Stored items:
// SPDX-FileCopyrightText: 2026 Bruno Meilick
// SPDX-License-Identifier: LicenseRef-Triton-FreeUse-NoCopy-NoDerivatives
//
// All rights reserved.
//
// This file is part of Triton and is proprietary software.
// Unauthorized copying, modification, or distribution is prohibited.

//! The editing session controller.
//!
//! One [`Session`] owns the workspace, the label store, the selection, the
//! active input mode and the relabel debounce. Every keyboard affordance is
//! a method here; the TUI is a thin dispatcher over them. Nothing in this
//! module returns an error to the caller — failures become status toasts.

use std::collections::BTreeSet;
use std::time::{Duration, Instant};

use crate::label::{relabel, LabelSnapshot, LabelStore};
use crate::model::{BlockId, Catalog, Workspace, WorkspacePoint};
use crate::ops::{Negotiator, NegotiatorState};
use crate::query::{find_by_label, navigate, parse_label, ranked_templates, Direction};

/// Structural-change notifications within this window coalesce into a
/// single relabel pass.
pub const RELABEL_DEBOUNCE: Duration = Duration::from_millis(50);

/// How long a status toast stays visible.
pub const STATUS_TTL: Duration = Duration::from_secs(5);

const SPAWN_BASE: WorkspacePoint = WorkspacePoint { x: 120, y: 120 };
const SPAWN_STEP: i32 = 40;
const SPAWN_SLOTS: i32 = 5;

/// Where toolbox navigation currently points.
#[derive(Debug, Clone, PartialEq, Eq)]
pub enum ToolboxCursor {
    Categories { index: usize },
    Blocks { category: usize, index: usize },
    SearchResults { query: String, index: usize },
}

/// State for the one-line note/tag editor.
#[derive(Debug, Clone, PartialEq, Eq, Default)]
pub struct NoteDraft {
    pub buffer: String,
    pub suggestion_index: usize,
}

/// The active input mode; keys mean different things per mode.
#[derive(Debug, Clone, PartialEq, Eq)]
pub enum Mode {
    Workspace,
    Toolbox(ToolboxCursor),
    ConnectSource,
    ConnectTarget,
    NoteEdit(NoteDraft),
    Search { buffer: String },
}

#[derive(Debug, Clone, PartialEq, Eq)]
struct StatusMessage {
    text: String,
    expires_at: Instant,
}

#[derive(Debug, Clone)]
pub struct Session {
    workspace: Workspace,
    catalog: Catalog,
    store: LabelStore,
    negotiator: Negotiator,
    selected: Option<BlockId>,
    mode: Mode,
    used_tags: BTreeSet<String>,
    relabel_due: Option<Instant>,
    status: Option<StatusMessage>,
    spawn_serial: i32,
}
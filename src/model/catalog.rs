// SPDX-FileCopyrightText: 2026 Bruno Meilick
// SPDX-License-Identifier: LicenseRef-Triton-FreeUse-NoCopy-NoDerivatives
//
// All rights reserved.
//
// This file is part of Triton and is proprietary software.
// Unauthorized copying, modification, or distribution is prohibited.

//! The toolbox catalog: block templates organized by category.
//!
//! Categories and shapes mirror the stock palette of block editors in the
//! Blockly family; the keyboard toolbox navigates this structure instead of
//! the host's pointer-driven flyout.

use smol_str::SmolStr;

use super::block::{BlockShape, InputSlot, SlotKind};

/// A block kind the toolbox can instantiate.
#[derive(Debug, Clone, PartialEq, Eq)]
pub struct BlockTemplate {
    kind: SmolStr,
    label: SmolStr,
    shape: BlockShape,
}

impl BlockTemplate {
    pub fn new(kind: impl Into<SmolStr>, label: impl Into<SmolStr>, shape: BlockShape) -> Self {
        Self {
            kind: kind.into(),
            label: label.into(),
            shape,
        }
    }

    pub fn kind(&self) -> &str {
        &self.kind
    }

    pub fn label(&self) -> &str {
        &self.label
    }

    pub fn shape(&self) -> &BlockShape {
        &self.shape
    }
}

/// A named group of templates.
#[derive(Debug, Clone, PartialEq, Eq)]
pub struct CatalogCategory {
    name: SmolStr,
    templates: Vec<BlockTemplate>,
}

impl CatalogCategory {
    pub fn new(name: impl Into<SmolStr>, templates: Vec<BlockTemplate>) -> Self {
        Self {
            name: name.into(),
            templates,
        }
    }

    pub fn name(&self) -> &str {
        &self.name
    }

    pub fn templates(&self) -> &[BlockTemplate] {
        &self.templates
    }
}

#[derive(Debug, Clone, PartialEq, Eq, Default)]
pub struct Catalog {
    categories: Vec<CatalogCategory>,
}

impl Catalog {
    pub fn new(categories: Vec<CatalogCategory>) -> Self {
        Self { categories }
    }

    pub fn categories(&self) -> &[CatalogCategory] {
        &self.categories
    }

    pub fn category(&self, index: usize) -> Option<&CatalogCategory> {
        self.categories.get(index)
    }

    pub fn is_empty(&self) -> bool {
        self.categories.is_empty()
    }

    /// All templates across categories, in category order.
    pub fn iter_templates(&self) -> impl Iterator<Item = &BlockTemplate> {
        self.categories
            .iter()
            .flat_map(|category| category.templates().iter())
    }

    pub fn template(&self, kind: &str) -> Option<&BlockTemplate> {
        self.iter_templates().find(|template| template.kind() == kind)
    }
}

/// The built-in palette used by the demo workspace and tests.
pub fn builtin_catalog() -> Catalog {
    Catalog::new(vec![
        CatalogCategory::new(
            "Logic",
            vec![
                BlockTemplate::new(
                    "controls_if",
                    "If Block",
                    BlockShape::statement()
                        .with_input(InputSlot::new("IF0", SlotKind::Value).with_check("Boolean"))
                        .with_input(InputSlot::new("DO0", SlotKind::Statement)),
                ),
                BlockTemplate::new(
                    "logic_compare",
                    "Compare",
                    BlockShape::value()
                        .with_output_check("Boolean")
                        .with_input(InputSlot::new("A", SlotKind::Value))
                        .with_input(InputSlot::new("B", SlotKind::Value)),
                ),
                BlockTemplate::new(
                    "logic_boolean",
                    "Boolean",
                    BlockShape::value().with_output_check("Boolean"),
                ),
            ],
        ),
        CatalogCategory::new(
            "Loops",
            vec![
                BlockTemplate::new(
                    "controls_repeat_ext",
                    "Repeat",
                    BlockShape::statement()
                        .with_input(InputSlot::new("TIMES", SlotKind::Value).with_check("Number"))
                        .with_input(InputSlot::new("DO", SlotKind::Statement)),
                ),
                BlockTemplate::new(
                    "controls_whileUntil",
                    "While/Until",
                    BlockShape::statement()
                        .with_input(InputSlot::new("BOOL", SlotKind::Value).with_check("Boolean"))
                        .with_input(InputSlot::new("DO", SlotKind::Statement)),
                ),
            ],
        ),
        CatalogCategory::new(
            "Math",
            vec![
                BlockTemplate::new(
                    "math_number",
                    "Number",
                    BlockShape::value().with_output_check("Number"),
                ),
                BlockTemplate::new(
                    "math_arithmetic",
                    "Arithmetic",
                    BlockShape::value()
                        .with_output_check("Number")
                        .with_input(InputSlot::new("A", SlotKind::Value).with_check("Number"))
                        .with_input(InputSlot::new("B", SlotKind::Value).with_check("Number")),
                ),
            ],
        ),
        CatalogCategory::new(
            "Text",
            vec![
                BlockTemplate::new(
                    "text",
                    "Text",
                    BlockShape::value().with_output_check("String"),
                ),
                BlockTemplate::new(
                    "text_print",
                    "Print",
                    BlockShape::statement()
                        .with_input(InputSlot::new("TEXT", SlotKind::Value)),
                ),
            ],
        ),
    ])
}

#[cfg(test)]
mod tests {
    use super::builtin_catalog;
    use crate::model::block::SlotKind;

    #[test]
    fn builtin_catalog_has_four_categories() {
        let catalog = builtin_catalog();
        let names: Vec<&str> = catalog.categories().iter().map(|c| c.name()).collect();
        assert_eq!(names, ["Logic", "Loops", "Math", "Text"]);
    }

    #[test]
    fn templates_are_found_by_kind_across_categories() {
        let catalog = builtin_catalog();
        let repeat = catalog.template("controls_repeat_ext").expect("template");
        assert_eq!(repeat.label(), "Repeat");
        assert!(repeat.shape().has_previous());
        assert_eq!(
            repeat.shape().input("DO").map(|slot| slot.kind()),
            Some(SlotKind::Statement)
        );
        assert!(catalog.template("nonexistent_kind").is_none());
    }

    #[test]
    fn value_templates_carry_output_checks() {
        let catalog = builtin_catalog();
        let number = catalog.template("math_number").expect("template");
        assert!(number.shape().has_output());
        assert_eq!(number.shape().output_check(), Some("Number"));
        assert!(!number.shape().has_previous());
    }
}
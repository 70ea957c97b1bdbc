// SPDX-FileCopyrightText: 2026 Bruno Meilick
// SPDX-License-Identifier: LicenseRef-Triton-FreeUse-NoCopy-NoDerivatives
//
// All rights reserved.
//
// This file is part of Triton and is proprietary software.
// Unauthorized copying, modification, or distribution is prohibited.

//! The in-memory block workspace.
//!
//! Blocks are kept in an id-keyed map; every structural mutation pushes a
//! [`WorkspaceEvent`] into a queue the session drains. The queue is the
//! subscription surface a hosting editor would otherwise provide.

use std::collections::{BTreeMap, VecDeque};
use std::fmt;

use smol_str::SmolStr;

use super::block::{Attachment, Block, BlockShape, ParentLink, SlotKind, WorkspacePoint};
use super::catalog::BlockTemplate;
use super::ids::{BlockId, WorkspaceId};

/// Vertical distance between consecutive chain members.
pub const NEXT_OFFSET_Y: i32 = 40;
/// Horizontal inset of a block plugged into a value input.
pub const VALUE_INPUT_OFFSET_X: i32 = 160;
/// Inset of a chain nested under a statement input.
pub const STATEMENT_INPUT_OFFSET: WorkspacePoint = WorkspacePoint { x: 24, y: 20 };

/// A structural-change notification, in the host toolkit's event vocabulary.
///
/// Connections and disconnections surface as `Moved` (the moved block is the
/// one whose parent changed), matching how block editors report them.
#[derive(Debug, Clone, PartialEq, Eq)]
pub enum WorkspaceEvent {
    Created { block_id: BlockId },
    Deleted { block_ids: Vec<BlockId> },
    Moved { block_id: BlockId },
    FieldChanged { block_id: BlockId, field: SmolStr },
    NoteChanged { block_id: BlockId },
}

impl WorkspaceEvent {
    /// Whether the event can change chain membership or ordering, and so
    /// must schedule a relabel pass.
    pub fn is_structural(&self) -> bool {
        !matches!(self, Self::NoteChanged { .. })
    }
}

#[derive(Debug, Clone, PartialEq, Eq)]
pub enum WorkspaceError {
    DuplicateBlock { block_id: BlockId },
    UnknownBlock { block_id: BlockId },
    UnknownSlot { block_id: BlockId, slot: SmolStr },
    SlotOccupied { block_id: BlockId, slot: SmolStr },
    NextOccupied { block_id: BlockId },
    AlreadyAttached { block_id: BlockId },
    MissingConnection { block_id: BlockId, expected: &'static str },
    WouldCycle { block_id: BlockId },
    NotAttached { block_id: BlockId },
}

impl fmt::Display for WorkspaceError {
    fn fmt(&self, f: &mut fmt::Formatter<'_>) -> fmt::Result {
        match self {
            Self::DuplicateBlock { block_id } => {
                write!(f, "block already exists (id={block_id})")
            }
            Self::UnknownBlock { block_id } => write!(f, "block not found (id={block_id})"),
            Self::UnknownSlot { block_id, slot } => {
                write!(f, "block {block_id} has no input slot '{slot}'")
            }
            Self::SlotOccupied { block_id, slot } => {
                write!(f, "input slot '{slot}' on block {block_id} is occupied")
            }
            Self::NextOccupied { block_id } => {
                write!(f, "next connection on block {block_id} is occupied")
            }
            Self::AlreadyAttached { block_id } => {
                write!(f, "block {block_id} is already attached to a parent")
            }
            Self::MissingConnection { block_id, expected } => {
                write!(f, "block {block_id} has no {expected} connection")
            }
            Self::WouldCycle { block_id } => {
                write!(f, "attaching block {block_id} would create a cycle")
            }
            Self::NotAttached { block_id } => {
                write!(f, "block {block_id} is not attached to a parent")
            }
        }
    }
}

impl std::error::Error for WorkspaceError {}

#[derive(Debug, Clone, PartialEq, Eq)]
pub struct Workspace {
    workspace_id: WorkspaceId,
    blocks: BTreeMap<BlockId, Block>,
    events: VecDeque<WorkspaceEvent>,
}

▶ [INSTRUCTIONS FOR THE TASK]
Give solely the number of lines in the data that contain the string "LabelStore".

▶ [RESULT]
2